*Task statement*
Every line below should be copied out exactly.

*Source data*
impl ActorEndpoint {
    /// Create the endpoint for an activation of actor kind `code`.
    ///
    /// Fails with [`ActivationError::UnknownActorType`] when `code` is not
    /// registered; the activation must then be discarded without delivering
    /// anything.
    pub fn new(
        registry: &ActorTypeRegistry,
        code: &str,
        runtime: Rc<dyn ActivationRuntime>,
        system: WeakActorSystem,
    ) -> Result<Self, ActivationError> {
        let actor_type = registry
            .registered(code)
            .cloned()
            .ok_or_else(|| ActivationError::UnknownActorType(code.to_string()))?;

        Ok(Self {
            actor_type,
            runtime,
            system,
            state: Rc::new(Cell::new(ActivationState::Created)),
            context: RefCell::new(None),
            receiver: RefCell::new(None),
            #[cfg(debug_assertions)]
            last_reentrant: RefCell::new(None),
            #[cfg(debug_assertions)]
            last_reentrant_void: RefCell::new(None),
        })
    }

    /// Actor kind served by this endpoint.
    pub fn actor_type(&self) -> &Arc<ActorType> {
        &self.actor_type
    }

    /// Current lifecycle state.
    pub fn state(&self) -> ActivationState {
        self.state.get()
    }

    /// Context of the activation, once activation has started.
    pub fn context(&self) -> Option<Rc<ActorContext>> {
        self.context.borrow().clone()
    }

    fn transition(&self, next: ActivationState) {
        let current = self.state.get();
        debug_assert!(
            current.may_enter(next),
            "invalid activation transition {current:?} -> {next:?}"
        );
        tracing::debug!(
            "Activation {} state {:?} -> {:?}",
            self.runtime.identity(),
            current,
            next
        );
        self.state.set(next);
    }

    /// Abort a failed activation.
    fn abort(&self) {
        self.receiver.borrow_mut().take();
        self.context.borrow_mut().take();
        self.transition(ActivationState::Deactivating);
        self.transition(ActivationState::Terminated);
    }

    /// Start the activation and deliver `Activate`.
    ///
    /// Builds the [`ActorPath`] from the runtime identity, the
    /// [`ActorContext`] and the receiver. Any failure leaves the endpoint
    /// `Terminated`; the host must discard it.
    pub async fn on_activate(&self) -> Result<(), ActivationError> {
        let state = self.state.get();
        if state != ActivationState::Created {
            return Err(ActivationError::InvalidState(state));
        }
        self.transition(ActivationState::Activating);

        let result = self.activate().await;
        match &result {
            Ok(()) => {
                self.transition(ActivationState::Active);
                tracing::info!("Activated {}", self.runtime.identity());
            }
            Err(e) => {
                tracing::warn!("Activation {} failed: {}", self.runtime.identity(), e);
                self.abort();
            }
        }
        result
    }

    async fn activate(&self) -> Result<(), ActivationError> {
        let identity = self.runtime.identity();
        let path = ActorPath::parse(identity).map_err(|source| ActivationError::InvalidPath {
            identity: identity.to_string(),
            source,
        })?;
        if path.code() != self.actor_type.code() {
            return Err(ActivationError::PathMismatch {
                path: path.to_string(),
                expected: self.actor_type.code().to_string(),
            });
        }

        let ctx = Rc::new(ActorContext::new(
            path.clone(),
            self.system.clone(),
            self.runtime.clone(),
            self.state.clone(),
        ));
        *self.context.borrow_mut() = Some(ctx.clone());

        let receiver =
            self.actor_type
                .receiver(path.id(), &ctx)
                .map_err(|source| ActivationError::Factory {
                    path: path.to_string(),
                    source,
                })?;
        *self.receiver.borrow_mut() = Some(receiver.clone());

        receiver
            .receive(&ctx, Message::Activate)
            .await
            .map_err(|source| ActivationError::Activate {
                path: path.to_string(),
                source,
            })?;
        Ok(())
    }

    fn live(&self) -> Result<(Rc<ActorContext>, Receiver), EndpointError> {
        let state = self.state.get();
        if !state.accepts_messages() {
            return Err(EndpointError::NotActive(state));
        }
        let ctx = self.context.borrow().clone();
        let receiver = self.receiver.borrow().clone();
        match (ctx, receiver) {
            (Some(ctx), Some(receiver)) => Ok((ctx, receiver)),
            _ => Err(EndpointError::NotActive(state)),
        }
    }

    async fn deliver(&self, message: Message) -> Result<Value, EndpointError> {
        let (ctx, receiver) = self.live()?;
        self.actor_type.keep_alive(self.runtime.as_ref());
        tracing::debug!(
            "Delivering {} message to {}",
            message.kind(),
            ctx.path()
        );
        Ok(receiver.receive(&ctx, message).await?)
    }

    /// Exclusive call; returns the reply.
    pub async fn receive(&self, message: Value) -> Result<Value, EndpointError> {
        self.deliver(Message::Application(message)).await
    }

    /// Exclusive call; discards the reply.
    pub async fn receive_void(&self, message: Value) -> Result<(), EndpointError> {
        self.deliver(Message::Application(message)).await?;
        Ok(())
    }

    /// Reentrant call; returns the reply.
    pub async fn receive_reentrant(&self, message: Value) -> Result<Value, EndpointError> {
        #[cfg(debug_assertions)]
        self.last_reentrant.replace(Some(message.clone()));
        self.deliver(Message::Application(message)).await
    }

    /// Reentrant call; discards the reply.
    pub async fn receive_reentrant_void(&self, message: Value) -> Result<(), EndpointError> {
        #[cfg(debug_assertions)]
        self.last_reentrant_void.replace(Some(message.clone()));
        self.deliver(Message::Application(message)).await?;
        Ok(())
    }

    /// Route `message` through the entry point matching `mode`.
    ///
    /// Void modes reply with `Value::Null`.
    pub async fn invoke(&self, mode: InvocationMode, message: Value) -> Result<Value, EndpointError> {
        match mode {
            InvocationMode::Exclusive => self.receive(message).await,
            InvocationMode::ExclusiveVoid => {
                self.receive_void(message).await.map(|()| Value::Null)
            }
            InvocationMode::Reentrant => self.receive_reentrant(message).await,
            InvocationMode::ReentrantVoid => self
                .receive_reentrant_void(message)
                .await
                .map(|()| Value::Null),
        }
    }

    /// Deliver a fired reminder.
    pub async fn receive_reminder(&self, name: &str, status: TickStatus) -> Result<(), EndpointError> {
        tracing::debug!(
            "Reminder {} fired for {} (period {:?})",
            name,
            self.runtime.identity(),
            status.period
        );
        self.deliver(Message::Reminder(Reminder::new(name))).await?;
        Ok(())
    }

    /// Deliver `Deactivate` and terminate.
    ///
    /// A no-op when activation never built a context. Otherwise the endpoint
    /// ends `Terminated` whatever `Deactivate` returns; a receiver failure is
    /// logged and handed back to the host.
    pub async fn on_deactivate(&self) -> Result<(), EndpointError> {
        let Some(ctx) = self.context.borrow().clone() else {
            return Ok(());
        };
        if self.state.get() != ActivationState::Active {
            return Ok(());
        }

        self.transition(ActivationState::Deactivating);
        let receiver = self.receiver.borrow().clone();
        let result = match receiver {
            Some(receiver) => receiver.receive(&ctx, Message::Deactivate).await,
            None => Ok(Value::Null),
        };

        self.receiver.borrow_mut().take();
        self.context.borrow_mut().take();
        self.transition(ActivationState::Terminated);

        match result {
            Ok(_) => {
                tracing::info!("Deactivated {}", ctx.path());
                Ok(())
            }
            Err(e) => {
                tracing::error!("Deactivate failed for {}: {}", ctx.path(), e);
                Err(EndpointError::Receiver(e))
            }
        }
    }

    /// Last message delivered through [`receive_reentrant`](Self::receive_reentrant).
    #[cfg(debug_assertions)]
    pub fn last_reentrant_message(&self) -> Option<Value> {
        self.last_reentrant.borrow().clone()
    }

    /// Last message delivered through
    /// [`receive_reentrant_void`](Self::receive_reentrant_void).
    #[cfg(debug_assertions)]
    pub fn last_reentrant_void_message(&self) -> Option<Value> {
        self.last_reentrant_void.borrow().clone()
    }
}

*Output below*
impl ActorEndpoint {
    /// Create the endpoint for an activation of actor kind `code`.
    ///
    /// Fails with [`ActivationError::UnknownActorType`] when `code` is not
    /// registered; the activation must then be discarded without delivering
    /// anything.
    pub fn new(
        registry: &ActorTypeRegistry,
        code: &str,
        runtime: Rc<dyn ActivationRuntime>,
        system: WeakActorSystem,
    ) -> Result<Self, ActivationError> {
        let actor_type = registry
            .registered(code)
            .cloned()
            .ok_or_else(|| ActivationError::UnknownActorType(code.to_string()))?;

        Ok(Self {
            actor_type,
            runtime,
            system,
            state: Rc::new(Cell::new(ActivationState::Created)),
            context: RefCell::new(None),
            receiver: RefCell::new(None),
            #[cfg(debug_assertions)]
            last_reentrant: RefCell::new(None),
            #[cfg(debug_assertions)]
            last_reentrant_void: RefCell::new(None),
        })
    }

    /// Actor kind served by this endpoint.
    pub fn actor_type(&self) -> &Arc<ActorType> {
        &self.actor_type
    }

    /// Current lifecycle state.
    pub fn state(&self) -> ActivationState {
        self.state.get()
    }

    /// Context of the activation, once activation has started.
    pub fn context(&self) -> Option<Rc<ActorContext>> {
        self.context.borrow().clone()
    }

    fn transition(&self, next: ActivationState) {
        let current = self.state.get();
        debug_assert!(
            current.may_enter(next),
            "invalid activation transition {current:?} -> {next:?}"
        );
        tracing::debug!(
            "Activation {} state {:?} -> {:?}",
            self.runtime.identity(),
            current,
            next
        );
        self.state.set(next);
    }

    /// Abort a failed activation.
    fn abort(&self) {
        self.receiver.borrow_mut().take();
        self.context.borrow_mut().take();
        self.transition(ActivationState::Deactivating);
        self.transition(ActivationState::Terminated);
    }

    /// Start the activation and deliver `Activate`.
    ///
    /// Builds the [`ActorPath`] from the runtime identity, the
    /// [`ActorContext`] and the receiver. Any failure leaves the endpoint
    /// `Terminated`; the host must discard it.
    pub async fn on_activate(&self) -> Result<(), ActivationError> {
        let state = self.state.get();
        if state != ActivationState::Created {
            return Err(ActivationError::InvalidState(state));
        }
        self.transition(ActivationState::Activating);

        let result = self.activate().await;
        match &result {
            Ok(()) => {
                self.transition(ActivationState::Active);
                tracing::info!("Activated {}", self.runtime.identity());
            }
            Err(e) => {
                tracing::warn!("Activation {} failed: {}", self.runtime.identity(), e);
                self.abort();
            }
        }
        result
    }

    async fn activate(&self) -> Result<(), ActivationError> {
        let identity = self.runtime.identity();
        let path = ActorPath::parse(identity).map_err(|source| ActivationError::InvalidPath {
            identity: identity.to_string(),
            source,
        })?;
        if path.code() != self.actor_type.code() {
            return Err(ActivationError::PathMismatch {
                path: path.to_string(),
                expected: self.actor_type.code().to_string(),
            });
        }

        let ctx = Rc::new(ActorContext::new(
            path.clone(),
            self.system.clone(),
            self.runtime.clone(),
            self.state.clone(),
        ));
        *self.context.borrow_mut() = Some(ctx.clone());

        let receiver =
            self.actor_type
                .receiver(path.id(), &ctx)
                .map_err(|source| ActivationError::Factory {
                    path: path.to_string(),
                    source,
                })?;
        *self.receiver.borrow_mut() = Some(receiver.clone());

        receiver
            .receive(&ctx, Message::Activate)
            .await
            .map_err(|source| ActivationError::Activate {
                path: path.to_string(),
                source,
            })?;
        Ok(())
    }

    fn live(&self) -> Result<(Rc<ActorContext>, Receiver), EndpointError> {
        let state = self.state.get();
        if !state.accepts_messages() {
            return Err(EndpointError::NotActive(state));
        }
        let ctx = self.context.borrow().clone();
        let receiver = self.receiver.borrow().clone();
        match (ctx, receiver) {
            (Some(ctx), Some(receiver)) => Ok((ctx, receiver)),
            _ => Err(EndpointError::NotActive(state)),
        }
    }

    async fn deliver(&self, message: Message) -> Result<Value, EndpointError> {
        let (ctx, receiver) = self.live()?;
        self.actor_type.keep_alive(self.runtime.as_ref());
        tracing::debug!(
            "Delivering {} message to {}",
            message.kind(),
            ctx.path()
        );
        Ok(receiver.receive(&ctx, message).await?)
    }

    /// Exclusive call; returns the reply.
    pub async fn receive(&self, message: Value) -> Result<Value, EndpointError> {
        self.deliver(Message::Application(message)).await
    }

    /// Exclusive call; discards the reply.
    pub async fn receive_void(&self, message: Value) -> Result<(), EndpointError> {
        self.deliver(Message::Application(message)).await?;
        Ok(())
    }

    /// Reentrant call; returns the reply.
    pub async fn receive_reentrant(&self, message: Value) -> Result<Value, EndpointError> {
        #[cfg(debug_assertions)]
        self.last_reentrant.replace(Some(message.clone()));
        self.deliver(Message::Application(message)).await
    }

    /// Reentrant call; discards the reply.
    pub async fn receive_reentrant_void(&self, message: Value) -> Result<(), EndpointError> {
        #[cfg(debug_assertions)]
        self.last_reentrant_void.replace(Some(message.clone()));
        self.deliver(Message::Application(message)).await?;
        Ok(())
    }

    /// Route `message` through the entry point matching `mode`.
    ///
    /// Void modes reply with `Value::Null`.
    pub async fn invoke(&self, mode: InvocationMode, message: Value) -> Result<Value, EndpointError> {
        match mode {
            InvocationMode::Exclusive => self.receive(message).await,
            InvocationMode::ExclusiveVoid => {
                self.receive_void(message).await.map(|()| Value::Null)
            }
            InvocationMode::Reentrant => self.receive_reentrant(message).await,
            InvocationMode::ReentrantVoid => self
                .receive_reentrant_void(message)
                .await
                .map(|()| Value::Null),
        }
    }

    /// Deliver a fired reminder.
    pub async fn receive_reminder(&self, name: &str, status: TickStatus) -> Result<(), EndpointError> {
        tracing::debug!(
            "Reminder {} fired for {} (period {:?})",
            name,
            self.runtime.identity(),
            status.period
        );
        self.deliver(Message::Reminder(Reminder::new(name))).await?;
        Ok(())
    }

    /// Deliver `Deactivate` and terminate.
    ///
    /// A no-op when activation never built a context. Otherwise the endpoint
    /// ends `Terminated` whatever `Deactivate` returns; a receiver failure is
    /// logged and handed back to the host.
    pub async fn on_deactivate(&self) -> Result<(), EndpointError> {
        let Some(ctx) = self.context.borrow().clone() else {
            return Ok(());
        };
        if self.state.get() != ActivationState::Active {
            return Ok(());
        }

        self.transition(ActivationState::Deactivating);
        let receiver = self.receiver.borrow().clone();
        let result = match receiver {
            Some(receiver) => receiver.receive(&ctx, Message::Deactivate).await,
            None => Ok(Value::Null),
        };

        self.receiver.borrow_mut().take();
        self.context.borrow_mut().take();
        self.transition(ActivationState::Terminated);

        match result {
            Ok(_) => {
                tracing::info!("Deactivated {}", ctx.path());
                Ok(())
            }
            Err(e) => {
                tracing::error!("Deactivate failed for {}: {}", ctx.path(), e);
                Err(EndpointError::Receiver(e))
            }
        }
    }

    /// Last message delivered through [`receive_reentrant`](Self::receive_reentrant).
    #[cfg(debug_assertions)]
    pub fn last_reentrant_message(&self) -> Option<Value> {
        self.last_reentrant.borrow().clone()
    }

    /// Last message delivered through
    /// [`receive_reentrant_void`](Self::receive_reentrant_void).
    #[cfg(debug_assertions)]
    pub fn last_reentrant_void_message(&self) -> Option<Value> {
        self.last_reentrant_void.borrow().clone()
    }
}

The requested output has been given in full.